**What you should do**
Wherever the string "Amazon" shows up in the records below, return that line.

Data excerpts:
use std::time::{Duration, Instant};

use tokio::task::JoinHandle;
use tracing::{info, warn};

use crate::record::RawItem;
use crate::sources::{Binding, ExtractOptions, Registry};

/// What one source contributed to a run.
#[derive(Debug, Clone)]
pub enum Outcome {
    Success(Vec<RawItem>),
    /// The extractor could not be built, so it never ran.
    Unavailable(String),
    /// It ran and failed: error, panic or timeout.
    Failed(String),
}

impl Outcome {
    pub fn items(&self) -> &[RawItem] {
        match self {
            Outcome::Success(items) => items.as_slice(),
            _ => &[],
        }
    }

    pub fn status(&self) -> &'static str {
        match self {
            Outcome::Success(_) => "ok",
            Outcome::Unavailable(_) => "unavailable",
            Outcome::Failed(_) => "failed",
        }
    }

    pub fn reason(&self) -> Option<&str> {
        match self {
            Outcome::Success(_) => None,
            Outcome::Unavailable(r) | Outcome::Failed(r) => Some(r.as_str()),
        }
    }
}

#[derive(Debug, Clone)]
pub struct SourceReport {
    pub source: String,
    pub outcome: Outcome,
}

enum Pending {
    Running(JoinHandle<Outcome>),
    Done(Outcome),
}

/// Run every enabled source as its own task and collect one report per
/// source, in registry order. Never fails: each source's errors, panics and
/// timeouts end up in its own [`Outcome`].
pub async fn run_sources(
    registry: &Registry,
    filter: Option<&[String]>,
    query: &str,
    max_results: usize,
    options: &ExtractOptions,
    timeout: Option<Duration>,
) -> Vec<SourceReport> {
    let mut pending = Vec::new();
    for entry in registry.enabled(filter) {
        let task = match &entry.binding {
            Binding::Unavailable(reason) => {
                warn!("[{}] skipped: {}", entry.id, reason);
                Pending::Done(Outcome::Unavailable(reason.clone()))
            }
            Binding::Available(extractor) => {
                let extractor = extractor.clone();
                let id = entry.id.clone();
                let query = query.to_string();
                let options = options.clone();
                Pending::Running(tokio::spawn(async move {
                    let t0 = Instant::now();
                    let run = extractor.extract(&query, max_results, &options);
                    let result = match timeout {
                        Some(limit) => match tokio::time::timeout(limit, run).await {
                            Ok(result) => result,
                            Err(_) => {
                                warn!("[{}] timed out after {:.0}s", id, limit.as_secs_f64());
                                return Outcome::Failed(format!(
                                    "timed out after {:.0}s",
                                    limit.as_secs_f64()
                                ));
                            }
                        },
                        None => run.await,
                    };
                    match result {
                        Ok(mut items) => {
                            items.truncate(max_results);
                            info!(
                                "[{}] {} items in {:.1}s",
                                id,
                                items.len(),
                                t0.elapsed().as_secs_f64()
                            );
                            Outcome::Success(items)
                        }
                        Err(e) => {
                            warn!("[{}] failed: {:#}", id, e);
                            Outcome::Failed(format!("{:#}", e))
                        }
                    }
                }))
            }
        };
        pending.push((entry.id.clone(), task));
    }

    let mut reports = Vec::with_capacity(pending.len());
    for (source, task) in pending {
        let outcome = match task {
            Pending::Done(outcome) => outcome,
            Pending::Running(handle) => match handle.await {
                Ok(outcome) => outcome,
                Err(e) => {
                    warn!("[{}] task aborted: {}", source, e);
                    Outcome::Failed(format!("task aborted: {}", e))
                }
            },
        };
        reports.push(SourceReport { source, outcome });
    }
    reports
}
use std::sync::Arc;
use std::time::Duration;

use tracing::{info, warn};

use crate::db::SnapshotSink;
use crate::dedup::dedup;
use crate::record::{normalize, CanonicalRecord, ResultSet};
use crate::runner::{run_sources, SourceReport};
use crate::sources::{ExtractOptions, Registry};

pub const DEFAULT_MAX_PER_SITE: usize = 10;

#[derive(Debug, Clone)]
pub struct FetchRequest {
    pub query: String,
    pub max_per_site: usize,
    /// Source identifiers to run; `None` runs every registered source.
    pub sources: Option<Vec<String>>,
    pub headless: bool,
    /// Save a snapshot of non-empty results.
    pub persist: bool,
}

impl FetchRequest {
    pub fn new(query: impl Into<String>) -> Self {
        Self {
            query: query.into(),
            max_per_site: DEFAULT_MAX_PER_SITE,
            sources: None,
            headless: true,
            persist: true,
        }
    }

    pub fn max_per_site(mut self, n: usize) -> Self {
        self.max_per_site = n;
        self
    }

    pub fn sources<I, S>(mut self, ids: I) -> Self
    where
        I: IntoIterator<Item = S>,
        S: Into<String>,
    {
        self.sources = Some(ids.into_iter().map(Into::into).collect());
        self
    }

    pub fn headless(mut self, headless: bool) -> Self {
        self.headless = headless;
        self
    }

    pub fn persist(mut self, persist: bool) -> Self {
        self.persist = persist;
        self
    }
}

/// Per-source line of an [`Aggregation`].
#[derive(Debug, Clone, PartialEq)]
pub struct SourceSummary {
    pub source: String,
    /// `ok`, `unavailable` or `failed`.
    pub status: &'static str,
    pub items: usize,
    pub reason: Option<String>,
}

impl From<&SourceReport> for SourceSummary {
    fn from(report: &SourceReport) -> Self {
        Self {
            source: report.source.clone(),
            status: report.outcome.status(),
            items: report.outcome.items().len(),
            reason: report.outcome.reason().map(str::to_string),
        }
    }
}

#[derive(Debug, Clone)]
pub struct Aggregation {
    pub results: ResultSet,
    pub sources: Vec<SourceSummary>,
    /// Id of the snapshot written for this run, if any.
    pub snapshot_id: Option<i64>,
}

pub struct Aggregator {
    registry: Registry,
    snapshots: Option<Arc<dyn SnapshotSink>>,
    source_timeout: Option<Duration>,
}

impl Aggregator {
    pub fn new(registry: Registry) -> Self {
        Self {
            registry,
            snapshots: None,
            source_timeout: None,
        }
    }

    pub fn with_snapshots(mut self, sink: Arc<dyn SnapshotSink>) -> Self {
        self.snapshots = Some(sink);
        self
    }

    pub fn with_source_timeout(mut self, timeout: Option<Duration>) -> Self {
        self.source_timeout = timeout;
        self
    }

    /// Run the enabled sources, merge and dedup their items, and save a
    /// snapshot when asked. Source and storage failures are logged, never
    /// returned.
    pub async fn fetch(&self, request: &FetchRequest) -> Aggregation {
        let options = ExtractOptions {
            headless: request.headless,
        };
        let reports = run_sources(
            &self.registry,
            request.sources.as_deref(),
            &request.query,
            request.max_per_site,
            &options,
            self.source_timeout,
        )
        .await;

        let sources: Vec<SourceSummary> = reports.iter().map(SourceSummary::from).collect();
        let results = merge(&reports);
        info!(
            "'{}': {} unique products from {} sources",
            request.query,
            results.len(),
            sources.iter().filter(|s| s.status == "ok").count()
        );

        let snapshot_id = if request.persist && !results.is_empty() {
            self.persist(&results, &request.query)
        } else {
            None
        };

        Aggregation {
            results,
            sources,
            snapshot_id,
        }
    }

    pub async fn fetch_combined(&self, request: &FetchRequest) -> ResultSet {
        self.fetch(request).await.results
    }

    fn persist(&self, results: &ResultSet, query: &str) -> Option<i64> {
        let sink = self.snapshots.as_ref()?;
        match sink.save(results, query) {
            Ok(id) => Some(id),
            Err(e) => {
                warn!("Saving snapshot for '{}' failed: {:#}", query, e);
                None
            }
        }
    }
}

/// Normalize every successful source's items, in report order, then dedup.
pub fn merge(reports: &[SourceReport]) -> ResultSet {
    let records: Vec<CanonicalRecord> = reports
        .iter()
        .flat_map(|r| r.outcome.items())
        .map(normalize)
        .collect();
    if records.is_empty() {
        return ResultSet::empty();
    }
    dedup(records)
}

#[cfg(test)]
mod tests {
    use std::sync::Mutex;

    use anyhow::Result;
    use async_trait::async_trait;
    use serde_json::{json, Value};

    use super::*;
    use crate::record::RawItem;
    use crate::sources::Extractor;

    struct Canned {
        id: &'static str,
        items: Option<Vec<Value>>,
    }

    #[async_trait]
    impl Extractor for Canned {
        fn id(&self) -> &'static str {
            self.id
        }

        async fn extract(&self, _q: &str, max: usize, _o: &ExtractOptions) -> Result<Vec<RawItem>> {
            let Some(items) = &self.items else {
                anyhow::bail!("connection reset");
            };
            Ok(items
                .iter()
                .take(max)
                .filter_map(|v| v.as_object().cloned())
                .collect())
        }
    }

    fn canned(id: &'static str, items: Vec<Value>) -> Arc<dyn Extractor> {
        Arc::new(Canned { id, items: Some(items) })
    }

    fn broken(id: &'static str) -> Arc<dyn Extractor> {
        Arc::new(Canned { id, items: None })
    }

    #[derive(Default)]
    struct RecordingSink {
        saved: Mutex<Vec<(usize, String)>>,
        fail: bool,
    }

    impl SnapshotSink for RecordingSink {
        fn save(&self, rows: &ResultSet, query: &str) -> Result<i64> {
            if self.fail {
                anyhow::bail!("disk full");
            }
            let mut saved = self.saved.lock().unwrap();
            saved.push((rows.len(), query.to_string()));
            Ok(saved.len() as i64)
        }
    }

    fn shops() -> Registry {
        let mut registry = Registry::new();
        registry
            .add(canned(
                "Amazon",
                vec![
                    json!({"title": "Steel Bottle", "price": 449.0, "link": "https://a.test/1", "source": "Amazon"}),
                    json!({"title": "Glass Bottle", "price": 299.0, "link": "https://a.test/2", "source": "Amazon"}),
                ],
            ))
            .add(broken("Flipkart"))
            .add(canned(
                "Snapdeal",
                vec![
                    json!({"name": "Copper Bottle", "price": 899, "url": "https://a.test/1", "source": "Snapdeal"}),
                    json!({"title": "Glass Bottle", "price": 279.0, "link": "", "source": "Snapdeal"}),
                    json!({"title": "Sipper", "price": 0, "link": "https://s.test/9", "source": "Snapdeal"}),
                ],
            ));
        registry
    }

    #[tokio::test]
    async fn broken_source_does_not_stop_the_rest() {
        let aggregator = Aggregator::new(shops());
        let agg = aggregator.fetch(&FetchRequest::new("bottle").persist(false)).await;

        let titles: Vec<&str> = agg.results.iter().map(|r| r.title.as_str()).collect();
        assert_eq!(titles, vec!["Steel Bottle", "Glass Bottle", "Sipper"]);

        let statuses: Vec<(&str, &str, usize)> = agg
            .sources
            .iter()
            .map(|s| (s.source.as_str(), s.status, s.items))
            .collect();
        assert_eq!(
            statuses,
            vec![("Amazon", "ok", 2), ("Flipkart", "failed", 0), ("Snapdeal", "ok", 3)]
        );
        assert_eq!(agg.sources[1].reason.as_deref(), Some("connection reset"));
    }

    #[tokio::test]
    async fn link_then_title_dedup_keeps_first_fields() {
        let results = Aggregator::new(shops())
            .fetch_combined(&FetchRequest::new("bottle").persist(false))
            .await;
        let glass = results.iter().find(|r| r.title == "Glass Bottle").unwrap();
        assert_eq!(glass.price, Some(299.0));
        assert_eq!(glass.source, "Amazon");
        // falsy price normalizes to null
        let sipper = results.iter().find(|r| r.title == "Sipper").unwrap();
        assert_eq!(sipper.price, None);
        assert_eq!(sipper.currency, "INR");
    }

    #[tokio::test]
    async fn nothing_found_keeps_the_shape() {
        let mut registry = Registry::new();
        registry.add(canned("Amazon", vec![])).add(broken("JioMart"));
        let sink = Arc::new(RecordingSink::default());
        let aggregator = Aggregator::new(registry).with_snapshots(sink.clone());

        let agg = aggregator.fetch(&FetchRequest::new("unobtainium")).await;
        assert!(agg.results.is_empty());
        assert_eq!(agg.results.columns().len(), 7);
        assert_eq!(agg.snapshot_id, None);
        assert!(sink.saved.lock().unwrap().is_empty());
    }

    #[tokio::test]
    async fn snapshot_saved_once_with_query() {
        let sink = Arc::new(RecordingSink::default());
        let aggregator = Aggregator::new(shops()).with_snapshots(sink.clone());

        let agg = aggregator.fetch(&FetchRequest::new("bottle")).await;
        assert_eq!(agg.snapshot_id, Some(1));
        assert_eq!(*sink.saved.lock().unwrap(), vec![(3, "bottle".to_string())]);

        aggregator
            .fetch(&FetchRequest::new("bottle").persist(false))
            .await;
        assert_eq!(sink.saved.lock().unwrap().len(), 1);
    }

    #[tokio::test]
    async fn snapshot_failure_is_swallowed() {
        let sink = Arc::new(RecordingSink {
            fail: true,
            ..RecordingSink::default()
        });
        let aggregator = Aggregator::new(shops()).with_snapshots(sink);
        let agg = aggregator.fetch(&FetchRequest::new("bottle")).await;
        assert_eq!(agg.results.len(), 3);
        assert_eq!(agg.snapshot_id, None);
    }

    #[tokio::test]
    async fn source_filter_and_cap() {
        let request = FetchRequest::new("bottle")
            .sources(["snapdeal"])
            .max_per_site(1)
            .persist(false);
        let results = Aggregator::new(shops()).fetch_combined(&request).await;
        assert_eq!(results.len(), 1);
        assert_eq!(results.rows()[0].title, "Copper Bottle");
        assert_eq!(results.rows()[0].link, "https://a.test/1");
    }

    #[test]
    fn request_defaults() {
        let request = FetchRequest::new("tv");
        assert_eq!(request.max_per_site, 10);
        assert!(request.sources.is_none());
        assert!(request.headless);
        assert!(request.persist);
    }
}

**Exercise solution**
                "Amazon",
                    json!({"title": "Steel Bottle", "price": 449.0, "link": "https://a.test/1", "source": "Amazon"}),
                    json!({"title": "Glass Bottle", "price": 299.0, "link": "https://a.test/2", "source": "Amazon"}),
            vec![("Amazon", "ok", 2), ("Flipkart", "failed", 0), ("Snapdeal", "ok", 3)]
        assert_eq!(glass.source, "Amazon");
        registry.add(canned("Amazon", vec![])).add(broken("JioMart"));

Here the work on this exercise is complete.